Both current studies extend research testing the hypothesis that prenatal androgen exposure predicts autistic traits. Study 1 focused on children with CAH; Study 2 examined amniotic testosterone and autistic traits in a sample of typically-developing children. Two hypotheses were evaluated: (1) girls, but not boys, with CAH show more autistic traits than unaffected same-sex relatives; and (2) amniotic testosterone concentrations correlate positively with autistic traits in typically-developing boys and girls.

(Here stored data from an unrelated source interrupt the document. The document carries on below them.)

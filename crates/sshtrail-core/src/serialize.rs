//! The emitted JSON schema
//!
//! Every event becomes one minified UTF-8 JSON object. Shapes are fixed
//! serde structs rather than ad-hoc string formatting so integers stay
//! integers and nested objects stay nested.

use crate::clock::WallClockTranslator;
use crate::events::{ConnectionPhase, ConnectionSnapshot, SessionEvent, TcpEndpoints};
use parking_lot::Mutex;
use serde::Serialize;
use std::borrow::Cow;
use std::net::Ipv4Addr;

#[derive(Serialize)]
struct TcpInfoRecord {
    server_ip: String,
    client_ip: String,
    server_port: u16,
    client_port: u16,
}

impl TcpInfoRecord {
    fn from_endpoints(tcp: &TcpEndpoints) -> Self {
        Self {
            server_ip: format_ip(tcp.server_ip),
            client_ip: format_ip(tcp.client_ip),
            server_port: tcp.server_port,
            client_port: tcp.client_port,
        }
    }
}

#[derive(Serialize)]
struct ConnectionRecord<'a> {
    event_type: &'static str,
    ptm_pid: u32,
    user_id: i32,
    username: &'a str,
    pts_pid: i32,
    shell_pid: i32,
    tty_id: i32,
    start_time: i64,
    end_time: i64,
    start_timeraw: u64,
    end_timeraw: u64,
    tcp_info: TcpInfoRecord,
}

#[derive(Serialize)]
struct CommandRecord<'a> {
    event_type: &'static str,
    ptm_pid: u32,
    filename: &'a str,
    start_time: i64,
    end_time: i64,
    exit_code: i32,
    stdout_size: u32,
    stdout: &'a str,
    args: &'a str,
    parent_pid: u32,
    pid: u32,
}

#[derive(Serialize)]
struct TerminalRecord<'a> {
    event_type: &'static str,
    ptm_pid: u32,
    terminal_data: Cow<'a, str>,
    data_len: usize,
}

#[derive(Serialize)]
struct FileUploadRecord<'a> {
    event_type: &'static str,
    ptm_pid: u32,
    target_path: &'a str,
    file_mode: String,
}

/// A raw zero means "unknown", emitted as the literal "0" rather than
/// 0.0.0.0
fn format_ip(raw_net_order: u32) -> String {
    if raw_net_order == 0 {
        "0".to_string()
    } else {
        Ipv4Addr::from(raw_net_order.to_ne_bytes()).to_string()
    }
}

/// Serializes session events to single-line JSON. Shared by the pipeline
/// ingest thread and the failed-login watcher, hence the mutex around the
/// clock state.
#[derive(Default)]
pub struct EventSerializer {
    clock: Mutex<WallClockTranslator>,
}

impl EventSerializer {
    pub fn new() -> Self {
        Self::default()
    }

    pub fn serialize(&self, event: &SessionEvent) -> serde_json::Result<String> {
        match event {
            SessionEvent::Connection { phase, snapshot } => {
                self.serialize_connection(*phase, snapshot)
            }
            SessionEvent::Command { phase, snapshot } => {
                let (start_time, end_time) = {
                    let mut clock = self.clock.lock();
                    (
                        clock.to_wall_ms(snapshot.start_time),
                        clock.to_wall_ms(snapshot.end_time),
                    )
                };
                serde_json::to_string(&CommandRecord {
                    event_type: phase.event_name(),
                    ptm_pid: snapshot.ptm_pid,
                    filename: &snapshot.filename,
                    start_time,
                    end_time,
                    exit_code: snapshot.exit_code,
                    stdout_size: snapshot.stdout_size,
                    stdout: &snapshot.stdout,
                    args: &snapshot.args,
                    parent_pid: snapshot.parent_pid,
                    pid: snapshot.pid,
                })
            }
            SessionEvent::Terminal { ptm_pid, data } => serde_json::to_string(&TerminalRecord {
                event_type: "terminal_update",
                ptm_pid: *ptm_pid,
                terminal_data: String::from_utf8_lossy(data),
                data_len: data.len(),
            }),
            SessionEvent::FileUpload {
                ptm_pid,
                target_path,
                file_mode,
            } => serde_json::to_string(&FileUploadRecord {
                event_type: "file_upload",
                ptm_pid: *ptm_pid,
                target_path,
                file_mode: format!("{:03o}", file_mode & 0o777),
            }),
        }
    }

    fn serialize_connection(
        &self,
        phase: ConnectionPhase,
        snapshot: &ConnectionSnapshot,
    ) -> serde_json::Result<String> {
        // Auth failures are born with wall-clock millisecond timestamps;
        // kernel events need translating from boot-time ns
        let (start_time, end_time) = if phase.timestamps_are_wall_ms() {
            (snapshot.start_time as i64, snapshot.end_time as i64)
        } else {
            let mut clock = self.clock.lock();
            (
                clock.to_wall_ms(snapshot.start_time),
                clock.to_wall_ms(snapshot.end_time),
            )
        };

        serde_json::to_string(&ConnectionRecord {
            event_type: phase.event_name(),
            ptm_pid: snapshot.ptm_pid,
            user_id: snapshot.user_id,
            username: &snapshot.username,
            pts_pid: snapshot.pts_pid,
            shell_pid: snapshot.shell_pid,
            tty_id: snapshot.tty_id,
            start_time,
            end_time,
            start_timeraw: snapshot.start_time,
            end_timeraw: snapshot.end_time,
            tcp_info: TcpInfoRecord::from_endpoints(&snapshot.tcp),
        })
    }
}

#[cfg(test)]
mod tests {
    use super::*;
    use crate::events::{CommandPhase, CommandSnapshot};
    use serde_json::Value;

    fn parse(json: &str) -> Value {
        serde_json::from_str(json).unwrap()
    }

    fn sample_connection() -> ConnectionSnapshot {
        ConnectionSnapshot {
            ptm_pid: 1000,
            user_id: 1001,
            username: "alice".into(),
            pts_pid: 1002,
            shell_pid: 1003,
            tty_id: 2,
            start_time: 5_000_000_000,
            end_time: 0,
            tcp: TcpEndpoints {
                server_ip: 0,
                // 10.1.2.3 as stored from a sockaddr_in
                client_ip: u32::from_ne_bytes([10, 1, 2, 3]),
                server_port: 22,
                client_port: 50000,
            },
        }
    }

    #[test]
    fn connection_record_has_full_schema() {
        let serializer = EventSerializer::new();
        let json = serializer
            .serialize(&SessionEvent::Connection {
                phase: ConnectionPhase::New,
                snapshot: sample_connection(),
            })
            .unwrap();

        let v = parse(&json);
        assert_eq!(v["event_type"], "connection_new");
        assert_eq!(v["ptm_pid"], 1000);
        assert_eq!(v["username"], "alice");
        assert_eq!(v["tty_id"], 2);
        assert_eq!(v["start_timeraw"], 5_000_000_000u64);
        assert_eq!(v["end_timeraw"], 0);
        assert_eq!(v["end_time"], 0);
        assert_eq!(v["tcp_info"]["server_ip"], "0");
        assert_eq!(v["tcp_info"]["client_ip"], "10.1.2.3");
        assert_eq!(v["tcp_info"]["server_port"], 22);
        assert_eq!(v["tcp_info"]["client_port"], 50000);
        // translated start must be a wall-clock-looking integer, not raw ns
        assert!(v["start_time"].as_i64().is_some());
    }

    #[test]
    fn auth_failed_timestamps_pass_through_unchanged() {
        let serializer = EventSerializer::new();
        let mut snapshot = sample_connection();
        snapshot.start_time = 1_700_000_000_123;
        snapshot.end_time = 1_700_000_000_123;

        let json = serializer
            .serialize(&SessionEvent::Connection {
                phase: ConnectionPhase::AuthFailed,
                snapshot,
            })
            .unwrap();

        let v = parse(&json);
        assert_eq!(v["event_type"], "connection_auth_failed");
        assert_eq!(v["start_time"], 1_700_000_000_123i64);
        assert_eq!(v["end_time"], 1_700_000_000_123i64);
    }

    #[test]
    fn command_record_fields() {
        let serializer = EventSerializer::new();
        let json = serializer
            .serialize(&SessionEvent::Command {
                phase: CommandPhase::Finish,
                snapshot: CommandSnapshot {
                    ptm_pid: 77,
                    filename: "ls".into(),
                    args: "/usr/bin/ls -la /tmp".into(),
                    stdout: "total 0\n".into(),
                    stdout_size: 8,
                    start_time: 1_000_000,
                    end_time: 2_000_000,
                    exit_code: 0,
                    parent_pid: 70,
                    pid: 71,
                },
            })
            .unwrap();

        let v = parse(&json);
        assert_eq!(v["event_type"], "command_finish");
        assert_eq!(v["filename"], "ls");
        assert_eq!(v["args"], "/usr/bin/ls -la /tmp");
        assert_eq!(v["stdout_size"], 8);
        assert_eq!(v["exit_code"], 0);
        assert_eq!(v["parent_pid"], 70);
        assert_eq!(v["pid"], 71);
    }

    #[test]
    fn file_mode_is_three_octal_digits() {
        let serializer = EventSerializer::new();
        for (mode, expected) in [(0o644u32, "644"), (0o7, "007"), (0o100644, "644"), (0, "000")] {
            let json = serializer
                .serialize(&SessionEvent::FileUpload {
                    ptm_pid: 5,
                    target_path: "/tmp/up".into(),
                    file_mode: mode,
                })
                .unwrap();
            let v = parse(&json);
            assert_eq!(v["file_mode"], *expected, "mode {mode:o}");
        }
    }

    #[test]
    fn terminal_record_counts_bytes_not_chars() {
        let serializer = EventSerializer::new();
        let json = serializer
            .serialize(&SessionEvent::Terminal {
                ptm_pid: 9,
                data: b"echo MARKER\r\n".to_vec(),
            })
            .unwrap();

        let v = parse(&json);
        assert_eq!(v["event_type"], "terminal_update");
        assert_eq!(v["terminal_data"], "echo MARKER\r\n");
        assert_eq!(v["data_len"], 13);
    }

    #[test]
    fn non_utf8_terminal_data_still_serializes() {
        let serializer = EventSerializer::new();
        let json = serializer
            .serialize(&SessionEvent::Terminal {
                ptm_pid: 9,
                data: vec![0xff, 0xfe, b'o', b'k'],
            })
            .unwrap();
        // round-trips as structurally valid JSON
        assert!(parse(&json)["terminal_data"].as_str().is_some());
    }

    #[test]
    fn output_is_single_line_minified() {
        let serializer = EventSerializer::new();
        let json = serializer
            .serialize(&SessionEvent::FileUpload {
                ptm_pid: 1,
                target_path: "/tmp/x".into(),
                file_mode: 0o600,
            })
            .unwrap();
        assert!(!json.contains('\n'));
        assert!(!json.contains(": "));
    }
}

Study 1: CAH and autistic traits

Methods

Participants

Children with CAH were recruited through a national CAH support group and through 11 endocrine clinics in the UK. A total of 153 children, aged 4 to 11 years (M = 7.40, SD = 2.30), participated. Data on participation rate as a function of numbers of contacts are not available. All children with CAH had classical CAH with 21-hydroxylase enzyme deficiency. In girls, classical CAH is characterized by excessive adrenal androgen secretion during fetal development, causing genital virilization and ambiguity at birth, whereas girls with the milder non-classical form of CAH do not show signs of prenatal androgenization (White, 2009). Classical CAH has two subtypes, a more severe, salt wasting subtype, and a less severe, simple virilizing, subtype. The simple virilizing subtype is characterized by genital ambiguity in affected girls. In the salt-wasting subtype, in addition to genital ambiguity in girls, there are sodium-deficiency symptoms in both sexes, such as dehydration and weight loss, resulting from inadequate secretion of salt-retaining steroids. The current study included 43 girls with CAH (37 salt-wasting, 6 simple-virilizing), 38 boys with CAH (35 salt-wasting, 3 simple-virilizing), 41 unaffected female relatives (31 sisters, 9 first cousins, 1 adopted sister), and 31 unaffected male relatives (23 brothers, 8 first cousins). Diagnostic information was obtained from medical background interviews with parents and confirmed by information on medications being taken. None of the children had been treated prenatally with dexamethasone, a glucocorticoid that is sometimes used to treat pregnancies where CAH is suspected, and which can reduce physical virilization.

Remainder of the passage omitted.